Originally Posted by rajesh0000
The issue was about excess control for undue monetary gain and was declared illegitimate.
National team/private party is extraneous to this matter.
And yes like any monopolistic commercial entity, NSE may go to great length for protecting its interests, whether they are right or wrong, courts will decide. Time needed,, God knows. Govt,, pro-institutions
Here is the thing, if you think likewise, contact the lawyer defending rtdsdata guy and see this would help him.
In the end all that we are doing on this thread is discussing things, while the case is being decided in a court of law. If you feel that you need to be heard, then contact the lawyers of the affected parties and give them your suggestions, visit the court when this case is being heard and then see how the court treats your arguments.

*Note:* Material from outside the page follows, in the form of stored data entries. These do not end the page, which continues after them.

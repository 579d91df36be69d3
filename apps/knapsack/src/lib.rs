//! Knapsack decision-graph service and the headless page model that drives it.

pub mod client;
pub mod config;
pub mod errors;
pub mod input;
pub mod models;
pub mod routes;
pub mod solver;
pub mod state;
use std::time::Duration;

use httpmock::prelude::*;
use serde_json::json;

use knapsack::client::{
    AlertKind, FormInputs, KnapsackPage, SubmitOutcome, GENERAL_ALERTS, GRAPH_CONTAINER,
    WEIGHTS_ALERTS,
};
use knapsack::config::ClientConfig;

fn page(server: &MockServer) -> KnapsackPage {
    KnapsackPage::connect(&ClientConfig {
        base_url: server.base_url(),
        alert_timeout: Duration::from_millis(6000),
    })
    .unwrap()
}

#[tokio::test]
async fn test_invalid_weights_issue_no_request() {
    let server = MockServer::start_async().await;
    let solve = server
        .mock_async(|when, then| {
            when.method(POST).path("/solve");
            then.status(200).json_body(json!({"data": {"nodes": [], "edges": []}}));
        })
        .await;

    let page = page(&server);
    page.set_inputs(FormInputs {
        weights: "1,-2,3".to_string(),
        values: "1,2,3".to_string(),
        capacity: "10".to_string(),
    });

    assert_eq!(page.submit().await, SubmitOutcome::Invalid);
    solve.assert_hits_async(0).await;

    let alert = page.alert(WEIGHTS_ALERTS).unwrap();
    assert_eq!(alert.kind, AlertKind::Error);
    assert_eq!(
        alert.message,
        "Please enter valid weights. Use numbers greater than 0 separated by ','."
    );
}

#[tokio::test]
async fn test_solve_error_message_is_shown_verbatim() {
    let server = MockServer::start_async().await;
    let solve = server
        .mock_async(|when, then| {
            when.method(POST).path("/solve");
            then.status(400)
                .json_body(json!({"message": "capacity too small"}));
        })
        .await;

    let page = page(&server);
    page.set_inputs(FormInputs {
        weights: "1,2".to_string(),
        values: "1,2".to_string(),
        capacity: "1".to_string(),
    });

    page.submit().await;
    solve.assert_async().await;

    let alert = page.alert(GENERAL_ALERTS).unwrap();
    assert_eq!(alert.kind, AlertKind::Error);
    assert_eq!(alert.message, "capacity too small");
}

#[tokio::test]
async fn test_results_failure_has_its_own_notice() {
    let server = MockServer::start_async().await;
    server
        .mock_async(|when, then| {
            when.method(POST).path("/solve");
            then.status(200)
                .json_body(json!({"data": {"nodes": [{"id": 0}], "edges": []}}));
        })
        .await;
    let results = server
        .mock_async(|when, then| {
            when.method(POST)
                .path("/results")
                .json_body(json!({
                    "data": {"nodes": [{"id": 0}], "edges": []},
                    "values": [1.0, 2.0],
                    "volumes": [3.0, 4.0]
                }));
            then.status(500)
                .json_body(json!({"message": "results unavailable"}));
        })
        .await;

    let page = page(&server);
    page.set_inputs(FormInputs {
        weights: "3,4".to_string(),
        values: "1,2".to_string(),
        capacity: "5".to_string(),
    });

    assert_eq!(
        page.submit().await,
        SubmitOutcome::Failed("results unavailable".to_string())
    );
    results.assert_async().await;
    assert!(page.is_shown(GRAPH_CONTAINER));
    assert_eq!(
        page.alert(GENERAL_ALERTS).map(|a| a.message),
        Some("results unavailable".to_string())
    );
}

#[tokio::test]
async fn test_generate_populates_fields() {
    let server = MockServer::start_async().await;
    server
        .mock_async(|when, then| {
            when.method(GET).path("/generate");
            then.status(200)
                .json_body(json!({"values": [1, 2], "volumes": [3, 4], "capacity": 10}));
        })
        .await;

    let page = page(&server);
    page.generate().await.unwrap();

    let inputs = page.inputs();
    assert_eq!(inputs.values, "1,2");
    assert_eq!(inputs.weights, "3,4");
    assert_eq!(inputs.capacity, "10");
}

#[tokio::test]
async fn test_generate_failure_is_reported() {
    let server = MockServer::start_async().await;
    server
        .mock_async(|when, then| {
            when.method(GET).path("/generate");
            then.status(503);
        })
        .await;

    let page = page(&server);
    assert!(page.generate().await.is_err());
    assert_eq!(
        page.alert(GENERAL_ALERTS).map(|a| a.message),
        Some("Request failed with status 503".to_string())
    );
    assert_eq!(page.inputs(), FormInputs::default());
}
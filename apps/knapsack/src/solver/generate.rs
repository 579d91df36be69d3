//! Random problem instances for `GET /generate`.

use rand::Rng;

use crate::models::GenerateResponse;

const VALUE_RANGE: std::ops::RangeInclusive<u32> = 1..=100;
const VOLUME_RANGE: std::ops::RangeInclusive<u32> = 1..=10;

/// Draws `min_items..=max_items` items with whole-number values and volumes.
/// Capacity is half the total volume, but never less than the smallest
/// volume, so at least one item always fits.
pub fn random_instance<R: Rng + ?Sized>(
    rng: &mut R,
    min_items: usize,
    max_items: usize,
) -> GenerateResponse {
    let count = rng.random_range(min_items..=max_items);

    let values: Vec<f64> = (0..count)
        .map(|_| f64::from(rng.random_range(VALUE_RANGE)))
        .collect();
    let volumes: Vec<f64> = (0..count)
        .map(|_| f64::from(rng.random_range(VOLUME_RANGE)))
        .collect();

    let total: f64 = volumes.iter().sum();
    let smallest = volumes.iter().copied().fold(f64::INFINITY, f64::min);
    let capacity = (total / 2.0).floor().max(smallest);

    GenerateResponse {
        values,
        volumes,
        capacity,
    }
}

A very real problem with these vendors is that they cant afford to get a high profile senior advocate to help them with their case, while NSE can.
NSE can have various reasons to argue for having control over the data. Given that the data from the exchange affects traders, while score from the field is not going to affect anyone's finances except that of illegal gamblers. This case is not the same as BCCI preventing someone from spreading scores.

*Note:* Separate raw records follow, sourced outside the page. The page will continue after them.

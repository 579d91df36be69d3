//! Axum route handlers for the solver API.

use axum::{extract::State, Json};
use tracing::{debug, info};

use crate::errors::AppError;
use crate::input::{ensure_positive, parse_number, parse_numbers, InputError};
use crate::models::{
    GenerateResponse, GraphPayload, ResultsRequest, ResultsResponse, SolveRequest, SolveResponse,
};
use crate::solver::{generate::random_instance, solve, summarize};
use crate::state::AppState;

/// A fully parsed and checked `/solve` body.
#[derive(Debug, Clone, PartialEq)]
pub struct Problem {
    pub values: Vec<f64>,
    pub volumes: Vec<f64>,
    pub capacity: f64,
}

/// Parses the raw form fields. Checks run in a fixed order so the caller
/// always sees the first problem: format, lengths, capacity, volumes, values.
pub fn parse_problem(req: &SolveRequest) -> Result<Problem, AppError> {
    let malformed = |_: InputError| {
        AppError::Validation(
            "Invalid input format! Please provide comma-separated number values!".to_string(),
        )
    };

    let volumes = parse_numbers(&req.volumes).map_err(malformed)?;
    let values = parse_numbers(&req.values).map_err(malformed)?;
    let capacity = parse_number(&req.capacity).map_err(malformed)?;

    if values.len() != volumes.len() {
        return Err(AppError::Validation(
            "Weights and values must have same length!".to_string(),
        ));
    }
    if capacity <= 0.0 {
        return Err(AppError::Validation(
            "Capacity must be a positive number!".to_string(),
        ));
    }
    ensure_positive(&volumes)
        .map_err(|_| AppError::Validation("Weights must be positive numbers!".to_string()))?;
    ensure_positive(&values)
        .map_err(|_| AppError::Validation("Values must be positive numbers!".to_string()))?;

    Ok(Problem {
        values,
        volumes,
        capacity,
    })
}

/// POST /solve
///
/// Builds the decision graph and returns it with the shortest path marked.
pub async fn handle_solve(
    State(state): State<AppState>,
    Json(req): Json<SolveRequest>,
) -> Result<Json<SolveResponse>, AppError> {
    let problem = parse_problem(&req)?;
    let max_nodes = state.config.max_graph_nodes;
    let item_count = problem.values.len();

    // CPU-bound: the graph can double in width with every item.
    let (payload, solution) = tokio::task::spawn_blocking(move || {
        solve(
            &problem.values,
            &problem.volumes,
            problem.capacity,
            max_nodes,
        )
    })
    .await
    .map_err(|e| AppError::Internal(anyhow::anyhow!("spawn_blocking failed in solve: {e}")))??;

    info!(
        items = item_count,
        nodes = payload.nodes.len(),
        edges = payload.edges.len(),
        chosen = solution.items.len(),
        "Solved knapsack instance"
    );

    Ok(Json(SolveResponse { data: payload }))
}

/// POST /results
///
/// Totals the items chosen along the payload's path.
pub async fn handle_results(
    Json(req): Json<ResultsRequest<GraphPayload>>,
) -> Result<Json<ResultsResponse>, AppError> {
    let results = summarize(&req.data, &req.values, &req.volumes)?;
    debug!(
        items = ?results.items,
        value = results.value,
        volume = results.volume,
        "Computed results"
    );
    Ok(Json(results))
}

/// GET /generate
pub async fn handle_generate(State(state): State<AppState>) -> Json<GenerateResponse> {
    let instance = random_instance(
        &mut rand::rng(),
        state.config.generate_min_items,
        state.config.generate_max_items,
    );
    debug!(items = instance.values.len(), "Generated random instance");
    Json(instance)
}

It is mostly about data for the fno segment. One that is not designed for the common man. Even SEBI is clear on this and that is why you have lot sizes with a certain value and minimum networth requirements for opening a FNO account.
We can argue however we want, but the law is very clear in these matters. Let the law take its course and then decide. Till then, be careful if you are taking a data feed from a non authorised vendor. Be prepared to see your feed stop at any point of time.